The fires ravaging California have caused heart-rending devastation. Forty-one people have lost their lives and damages are now estimated to top $3 billion.
Never ones to let a “serious crisis go to waste,” Green pressure groups are shamelessly attributing the fires to global warming and claiming that this years fires ravaged the largest area ever recorded.
“But that is because the National Interagency Fire Center curiously – and somewhat conveniently – only shows the annual burnt area back to 1960, when fire suppression indeed was going strong, and hence we had some of the lowest amounts of burnt forests ever,” explains Bjørn Lomborg, President of the Copenhagen Consensus Center.
“Yet, the official historical data of the United States tells a different story. Look at the Historical Statistics of the United States – Colonial Times to 1970, There we have statistics for area burnt since 1926 and up to 1970. Reassuringly, the data for 1960-1970 ‘completely overlap.’ This is the same data series.” Professor Lomborg shared the graph above.

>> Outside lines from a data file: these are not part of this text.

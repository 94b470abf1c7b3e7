//! File reading and atomic write-back for rewritten sources

use crate::error::{FixImportsError, Result};
use std::fs;
use std::io::{self, Write};
use std::path::Path;
use tempfile::NamedTempFile;

/// Text of a source file
#[derive(Debug, Clone, PartialEq, Eq)]
pub struct SourceText {
    pub text: String,
    /// Invalid UTF-8 sequences were replaced while decoding
    pub lossy: bool,
}

/// Read a source file, replacing invalid UTF-8 instead of failing
///
/// Only real I/O failures are errors.
pub fn read_source(path: &Path) -> Result<SourceText> {
    let bytes = fs::read(path).map_err(|e| FixImportsError::read_error(path, e))?;
    Ok(match String::from_utf8(bytes) {
        Ok(text) => SourceText { text, lossy: false },
        Err(err) => SourceText {
            text: String::from_utf8_lossy(err.as_bytes()).into_owned(),
            lossy: true,
        },
    })
}

/// Read `path`, apply `rewrite` and write the result back if it changed
///
/// A lossily decoded file is only ever left alone: if `rewrite` would
/// change it, the file is reported as a write failure instead.
pub fn rewrite_in_place<F>(path: &Path, dry_run: bool, rewrite: F) -> Result<bool>
where
    F: FnOnce(&str) -> Result<String>,
{
    let source = read_source(path)?;
    let updated = rewrite(&source.text)?;
    if source.lossy && updated != source.text {
        return Err(FixImportsError::write_error(
            path,
            io::Error::new(io::ErrorKind::InvalidData, "file is not valid UTF-8"),
        ));
    }
    write_if_changed(path, &source.text, &updated, dry_run)
}

/// Write `updated` over `path` when it differs from `original`
///
/// The new content goes to a temporary file in the same directory which is
/// then renamed over the original, so readers never see a half-written file.
/// Returns whether the content changed. In dry-run mode nothing is written
/// but the change is still reported.
pub fn write_if_changed(path: &Path, original: &str, updated: &str, dry_run: bool) -> Result<bool> {
    if original == updated {
        return Ok(false);
    }
    if dry_run {
        return Ok(true);
    }

    let dir = path.parent().unwrap_or_else(|| Path::new("."));
    let mut temp = NamedTempFile::new_in(dir).map_err(|e| FixImportsError::write_error(path, e))?;
    temp.write_all(updated.as_bytes())
        .map_err(|e| FixImportsError::write_error(path, e))?;

    if let Ok(metadata) = fs::metadata(path) {
        fs::set_permissions(temp.path(), metadata.permissions())
            .map_err(|e| FixImportsError::write_error(path, e))?;
    }

    temp.persist(path)
        .map_err(|e| FixImportsError::write_error(path, e.error))?;
    Ok(true)
}
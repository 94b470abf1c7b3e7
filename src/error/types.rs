//! Error types and definitions for fix-imports
//!
//! Every failure the rewrite pass can hit is a variant of [`FixImportsError`].
//! Each variant carries a severity so callers can decide whether a failure
//! abandons one file, one sub-pass, or the whole run.

use std::fmt;
use std::path::PathBuf;
use std::time::Duration;
use thiserror::Error;

/// Error severity levels for different error types
#[derive(Debug, Clone, Copy, PartialEq, Eq)]
pub enum ErrorSeverity {
    /// Warning level errors - operation can continue
    Warning,
    /// Error level - current operation fails but overall process can continue
    Error,
    /// Critical level - process should terminate
    Critical,
}

impl fmt::Display for ErrorSeverity {
    fn fmt(&self, f: &mut fmt::Formatter<'_>) -> fmt::Result {
        match self {
            ErrorSeverity::Warning => write!(f, "WARNING"),
            ErrorSeverity::Error => write!(f, "ERROR"),
            ErrorSeverity::Critical => write!(f, "CRITICAL"),
        }
    }
}

/// Main error type for fix-imports operations
#[derive(Debug, Error)]
pub enum FixImportsError {
    /// Standard IO errors
    #[error("IO error: {source}")]
    Io {
        #[source]
        source: std::io::Error,
    },

    /// A candidate or converted file could not be read
    #[error("Error reading {path}: {source}")]
    FileRead {
        path: PathBuf,
        #[source]
        source: std::io::Error,
    },

    /// A rewritten file could not be written back
    #[error("Error writing {path}: {source}")]
    FileWrite {
        path: PathBuf,
        #[source]
        source: std::io::Error,
    },

    /// Source text could not be parsed structurally
    #[error("Parse error in {path}: {message}")]
    Parse { path: PathBuf, message: String },

    /// Configuration errors
    #[error("Configuration error: {message}")]
    Config { message: String },

    /// Permission denied errors
    #[error("Permission denied accessing {path}")]
    PermissionDenied { path: PathBuf },

    /// Invalid path errors
    #[error("Invalid path: {path}")]
    InvalidPath { path: PathBuf },

    /// Glob pattern errors
    #[error("Glob pattern error: {source}")]
    GlobPattern {
        #[source]
        source: glob::PatternError,
    },

    /// Configuration file not found
    #[error("Configuration file not found at {path}")]
    ConfigNotFound { path: PathBuf },

    /// Configuration file read errors
    #[error("Error reading configuration file {path}: {source}")]
    ConfigRead {
        path: PathBuf,
        #[source]
        source: std::io::Error,
    },

    /// Configuration file parse errors
    #[error("Error parsing configuration file {path}: {source}")]
    ConfigParse {
        path: PathBuf,
        #[source]
        source: toml::de::Error,
    },

    /// The encoded transform payload could not be decoded
    #[error("Invalid transform payload: {message}")]
    PayloadDecode { message: String },

    /// An external transform pass exited abnormally
    #[error("Transform pass '{pass}' failed: {message}")]
    ExternalTool { pass: String, message: String },

    /// An external transform pass ran past its deadline
    #[error("Transform pass '{pass}' timed out after {timeout:?}")]
    ExternalToolTimeout { pass: String, timeout: Duration },

    /// Output file write errors
    #[error("Error writing to output file {path}: {source}")]
    OutputWrite {
        path: PathBuf,
        #[source]
        source: std::io::Error,
    },

    /// Stdout write errors
    #[error("Error writing to stdout: {source}")]
    StdoutWrite {
        #[source]
        source: std::io::Error,
    },

    /// Parallel execution error
    #[error("Parallel execution error: {message}")]
    ParallelExecution { message: String },

    /// JSON serialization error
    #[error("JSON serialization error: {source}")]
    JsonSerialize {
        #[source]
        source: serde_json::Error,
    },

    /// Output directory not found
    #[error("Output directory not found: {path}")]
    OutputDirectoryNotFound { path: PathBuf },
}

impl FixImportsError {
    /// Get the severity level of this error
    pub fn severity(&self) -> ErrorSeverity {
        match self {
            // Per-file failures: the file is abandoned, the pass continues
            FixImportsError::FileRead { .. } => ErrorSeverity::Warning,
            FixImportsError::FileWrite { .. } => ErrorSeverity::Warning,
            FixImportsError::Parse { .. } => ErrorSeverity::Warning,
            FixImportsError::PermissionDenied { .. } => ErrorSeverity::Warning,

            FixImportsError::Config { .. } => ErrorSeverity::Critical,
            FixImportsError::ConfigNotFound { .. } => ErrorSeverity::Critical,
            FixImportsError::ConfigRead { .. } => ErrorSeverity::Critical,
            FixImportsError::ConfigParse { .. } => ErrorSeverity::Critical,
            FixImportsError::PayloadDecode { .. } => ErrorSeverity::Critical,
            FixImportsError::InvalidPath { .. } => ErrorSeverity::Critical,
            FixImportsError::GlobPattern { .. } => ErrorSeverity::Critical,
            FixImportsError::StdoutWrite { .. } => ErrorSeverity::Critical,
            FixImportsError::OutputDirectoryNotFound { .. } => ErrorSeverity::Critical,

            _ => ErrorSeverity::Error,
        }
    }

    /// Check if this is a critical error that should terminate the process
    pub fn is_critical(&self) -> bool {
        self.severity() == ErrorSeverity::Critical
    }

    /// Get a user-friendly error message
    pub fn user_message(&self) -> String {
        match self {
            FixImportsError::PermissionDenied { path } => {
                format!("Cannot access '{}' due to permission denied. Check file permissions.", path.display())
            }
            FixImportsError::FileRead { path, source } => {
                format!("Could not read '{}': {}. The file was left unchanged.", path.display(), source)
            }
            FixImportsError::FileWrite { path, source } => {
                format!("Could not write '{}': {}. The file was left unchanged.", path.display(), source)
            }
            FixImportsError::Parse { path, message } => {
                format!("Could not parse '{}': {}. Its imports were not updated.", path.display(), message)
            }
            FixImportsError::InvalidPath { path } => {
                format!("Invalid path: '{}'. Please provide an existing path.", path.display())
            }
            FixImportsError::ConfigNotFound { path } => {
                format!("Configuration file not found at '{}'. Create one with `fix-imports init` or use command line options.", path.display())
            }
            FixImportsError::PayloadDecode { message } => {
                format!("The encoded transform options could not be decoded: {}.", message)
            }
            FixImportsError::ExternalToolTimeout { pass, timeout } => {
                format!("Transform pass '{}' did not finish within {}s. Raise transform_timeout_secs or check the script.", pass, timeout.as_secs())
            }
            FixImportsError::OutputDirectoryNotFound { path } => {
                format!("Output directory '{}' does not exist. Please create the directory or specify a different output path.", path.display())
            }
            _ => self.to_string(),
        }
    }

    /// Path of the file this error concerns, if it is a per-file failure
    pub fn file_path(&self) -> Option<&std::path::Path> {
        match self {
            FixImportsError::FileRead { path, .. }
            | FixImportsError::FileWrite { path, .. }
            | FixImportsError::Parse { path, .. }
            | FixImportsError::PermissionDenied { path } => Some(path),
            _ => None,
        }
    }

    /// Create an IO error with context
    pub fn io_error(source: std::io::Error) -> Self {
        FixImportsError::Io { source }
    }

    /// Create a file read error, mapping permission failures
    pub fn read_error(path: impl Into<PathBuf>, source: std::io::Error) -> Self {
        let path = path.into();
        if source.kind() == std::io::ErrorKind::PermissionDenied {
            return FixImportsError::PermissionDenied { path };
        }
        FixImportsError::FileRead { path, source }
    }

    /// Create a file write error
    pub fn write_error(path: impl Into<PathBuf>, source: std::io::Error) -> Self {
        FixImportsError::FileWrite {
            path: path.into(),
            source,
        }
    }

    /// Create a parse error for a file
    pub fn parse_error(path: impl Into<PathBuf>, message: impl Into<String>) -> Self {
        FixImportsError::Parse {
            path: path.into(),
            message: message.into(),
        }
    }

    /// Create a configuration error
    pub fn config_error(message: impl Into<String>) -> Self {
        FixImportsError::Config {
            message: message.into(),
        }
    }

    /// Create a payload decoding error
    pub fn payload_error(message: impl Into<String>) -> Self {
        FixImportsError::PayloadDecode {
            message: message.into(),
        }
    }

    /// Create an external tool failure for a named pass
    pub fn external_tool_error(pass: impl Into<String>, message: impl Into<String>) -> Self {
        FixImportsError::ExternalTool {
            pass: pass.into(),
            message: message.into(),
        }
    }
}

// Implement From for common error types
impl From<std::io::Error> for FixImportsError {
    fn from(err: std::io::Error) -> Self {
        FixImportsError::io_error(err)
    }
}

impl From<glob::PatternError> for FixImportsError {
    fn from(err: glob::PatternError) -> Self {
        FixImportsError::GlobPattern { source: err }
    }
}

impl From<serde_json::Error> for FixImportsError {
    fn from(err: serde_json::Error) -> Self {
        FixImportsError::JsonSerialize { source: err }
    }
}

/// Result type alias for fix-imports operations
pub type Result<T> = std::result::Result<T, FixImportsError>;
//! End-to-end rewrite passes over a fixture project

use fix_imports::{models::config::Settings, RewriteOrchestrator};
use std::fs;
use std::path::{Path, PathBuf};
use tempfile::TempDir;

struct Project {
    dir: TempDir,
}

impl Project {
    fn new() -> Self {
        let project = Self {
            dir: TempDir::new().unwrap(),
        };

        // converted files
        project.write("app/models/user.js", "export default class User {}\n");
        project.write("app/lib/format.js", "module.exports = { pad };\n");
        project.write("app/lib/strings.js", "export default { trim };\n");

        // parseable consumers
        project.write(
            "app/views/profile.js",
            "import User from '../models/user.coffee';\nimport fmt from 'lib/format.js.coffee';\nimport other from './other.coffee';\n",
        );
        project.write(
            "app/index.jsx",
            "export { default as User } from \"./models/user.coffee\";\nexport * from './lib/strings.coffee';\nconst f = () => require('./lib/format.coffee');\n",
        );
        project.write("app/views/other.coffee", "module.exports = 1\n");

        // legacy consumers
        project.write(
            "app/controllers/session.coffee",
            "User = require('../models/user.coffee')\nFormat = require(\"../lib/format\")\nagain = require('../models/user.coffee')\n",
        );
        project.write("app/controllers/plain.coffee", "x = 1\n");

        // excluded tree
        project.write("node_modules/pkg/user.js", "require('../../app/models/user.coffee')\n");

        project
    }

    fn root(&self) -> &Path {
        self.dir.path()
    }

    fn path(&self, rel: &str) -> PathBuf {
        self.root().join(rel)
    }

    fn write(&self, rel: &str, content: &str) {
        let path = self.path(rel);
        fs::create_dir_all(path.parent().unwrap()).unwrap();
        fs::write(path, content).unwrap();
    }

    fn read(&self, rel: &str) -> String {
        fs::read_to_string(self.path(rel)).unwrap()
    }

    fn converted(&self) -> Vec<PathBuf> {
        ["app/models/user.js", "app/lib/format.js", "app/lib/strings.js"]
            .iter()
            .map(|rel| self.path(rel))
            .collect()
    }

    fn settings(&self) -> Settings {
        Settings {
            search_path: self.root().to_path_buf(),
            absolute_import_paths: vec![self.path("app")],
            concurrency: Some(2),
            show_progress: false,
            ..Settings::default()
        }
    }
}

#[test]
fn test_full_pass_rewrites_every_reference() {
    let project = Project::new();
    let report = RewriteOrchestrator::new(project.settings())
        .unwrap()
        .run(&project.converted())
        .unwrap();

    assert_eq!(
        project.read("app/views/profile.js"),
        "import User from '../models/user';\nimport fmt from 'lib/format';\nimport other from './other.coffee';\n"
    );
    assert_eq!(
        project.read("app/index.jsx"),
        "export { default as User } from \"./models/user\";\nexport * from './lib/strings';\nconst f = () => require('./lib/format');\n"
    );
    assert_eq!(
        project.read("app/controllers/session.coffee"),
        "User = require('../models/user').default\nFormat = require(\"../lib/format\")\nagain = require('../models/user.coffee')\n"
    );
    assert_eq!(project.read("app/controllers/plain.coffee"), "x = 1\n");
    assert_eq!(
        project.read("node_modules/pkg/user.js"),
        "require('../../app/models/user.coffee')\n"
    );

    assert_eq!(report.converted_files, 3);
    assert_eq!(report.default_exports, 2);
    assert_eq!(report.structural_rewrites.len(), 2);
    assert_eq!(report.legacy_rewrites, vec![project.path("app/controllers/session.coffee")]);
    assert_eq!(report.rewritten_files().len(), 3);
    assert!(!report.has_failures());
}

#[test]
fn test_second_run_changes_nothing() {
    let project = Project::new();
    let orchestrator = RewriteOrchestrator::new(project.settings()).unwrap();

    let first = orchestrator.run(&project.converted()).unwrap();
    assert!(!first.rewritten_files().is_empty());
    let snapshot = project.read("app/controllers/session.coffee");

    let second = orchestrator.run(&project.converted()).unwrap();
    assert!(second.rewritten_files().is_empty());
    assert_eq!(project.read("app/controllers/session.coffee"), snapshot);
}

#[test]
fn test_dry_run_reports_without_writing() {
    let project = Project::new();
    let before = project.read("app/views/profile.js");

    let settings = Settings {
        dry_run: true,
        ..project.settings()
    };
    let report = RewriteOrchestrator::new(settings)
        .unwrap()
        .run(&project.converted())
        .unwrap();

    assert!(report.dry_run);
    assert_eq!(report.rewritten_files().len(), 3);
    assert_eq!(project.read("app/views/profile.js"), before);
}

#[test]
fn test_parse_failure_is_isolated() {
    let project = Project::new();
    project.write("app/broken.js", "import User from './models/user.coffee'\nlet = ;\n");

    let report = RewriteOrchestrator::new(project.settings())
        .unwrap()
        .run(&project.converted())
        .unwrap();

    assert!(report.has_failures());
    assert_eq!(report.failures.len(), 1);
    assert_eq!(report.failures[0].path, project.path("app/broken.js"));
    assert!(project.read("app/views/profile.js").contains("'../models/user'"));
}

#[test]
fn test_builtin_named_pass_strips_every_legacy_specifier() {
    let project = Project::new();
    let settings = Settings {
        named_transform_passes: vec!["remove-coffee-from-imports".to_string()],
        ..project.settings()
    };

    let report = RewriteOrchestrator::new(settings)
        .unwrap()
        .run(&project.converted())
        .unwrap();

    // './other.coffee' is not converted but the named pass strips it anyway
    assert!(project.read("app/views/profile.js").contains("from './other';"));
    assert_eq!(report.pass_rewrites.len(), 1);
    assert_eq!(report.pass_rewrites[0].files, vec![project.path("app/views/profile.js")]);
}

#[cfg(unix)]
#[test]
fn test_failing_external_pass_does_not_stop_legacy_stage() {
    use std::os::unix::fs::PermissionsExt;

    let project = Project::new();
    let tool = project.path("tools/broken-pass");
    project.write("tools/broken-pass", "#!/bin/sh\necho 'cannot transform' >&2\nexit 1\n");
    fs::set_permissions(&tool, fs::Permissions::from_mode(0o755)).unwrap();

    let settings = Settings {
        named_transform_passes: vec![tool.display().to_string()],
        ..project.settings()
    };
    let report = RewriteOrchestrator::new(settings)
        .unwrap()
        .run(&project.converted())
        .unwrap();

    assert_eq!(report.pass_failures.len(), 1);
    assert!(report.pass_failures[0].message.contains("cannot transform"));
    assert!(report.has_failures());
    assert!(project
        .read("app/controllers/session.coffee")
        .starts_with("User = require('../models/user').default\n"));
}

#[cfg(unix)]
#[test]
fn test_external_pass_receives_payload_and_candidates() {
    use fix_imports::TransformPayload;
    use std::os::unix::fs::PermissionsExt;

    let project = Project::new();
    let capture = project.path("captured-args");
    let tool = project.path("tools/record-pass");
    project.write(
        "tools/record-pass",
        &format!("#!/bin/sh\nfor arg in \"$@\"; do echo \"$arg\" >> '{}'; done\n", capture.display()),
    );
    fs::set_permissions(&tool, fs::Permissions::from_mode(0o755)).unwrap();

    let settings = Settings {
        named_transform_passes: vec![tool.display().to_string()],
        ..project.settings()
    };
    let report = RewriteOrchestrator::new(settings)
        .unwrap()
        .run(&project.converted())
        .unwrap();
    assert!(report.pass_failures.is_empty());
    assert!(report.pass_rewrites[0].files.is_empty());

    let captured = fs::read_to_string(&capture).unwrap();
    let mut lines = captured.lines();
    let encoded = lines
        .next()
        .and_then(|first| first.strip_prefix("--encoded-options="))
        .unwrap();
    let payload = TransformPayload::decode(encoded).unwrap();
    assert_eq!(payload.converted_files.len(), 3);
    assert_eq!(payload.absolute_import_paths, vec![project.path("app")]);
    assert!(lines.any(|line| line.ends_with("profile.js")));
}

Global warming campaigners want us to believe that history started yesterday; the better for them to “cherry pick” the starting point of a data series to create the false impression that natural phenomena are worse today than in the past. Their claims don’t survive fact checking.
Senior Policy Analyst Bonner Cohen reminds us at CFACT.org that humans did indeed have a hand in making the California wildfires worse, but not because we drive cars or use electricity. Recent years have seen bad forest management. Banning responsible harvesting of timber has resulted in overgrown forests laden with dead trees and brush. Fire breaks are insufficient and fire fighting policy inadequate.
Moreover, Cohen explains,
“restrictive zoning laws in cities like San Francisco and San Jose have put home prices out of reach for people of upper-middle, middle, and lower income. Unable to afford homes in high-end urban areas, many people are forced to live in distant suburbs, which puts them closer to areas where fire are likely to break out.”
Let us stand with the people of California in word and deed. Work for better forest management to limit future damage, and arm ourselves with the facts that expose those exploiting this tragedy to push the global warming narrative as the propagandists they are.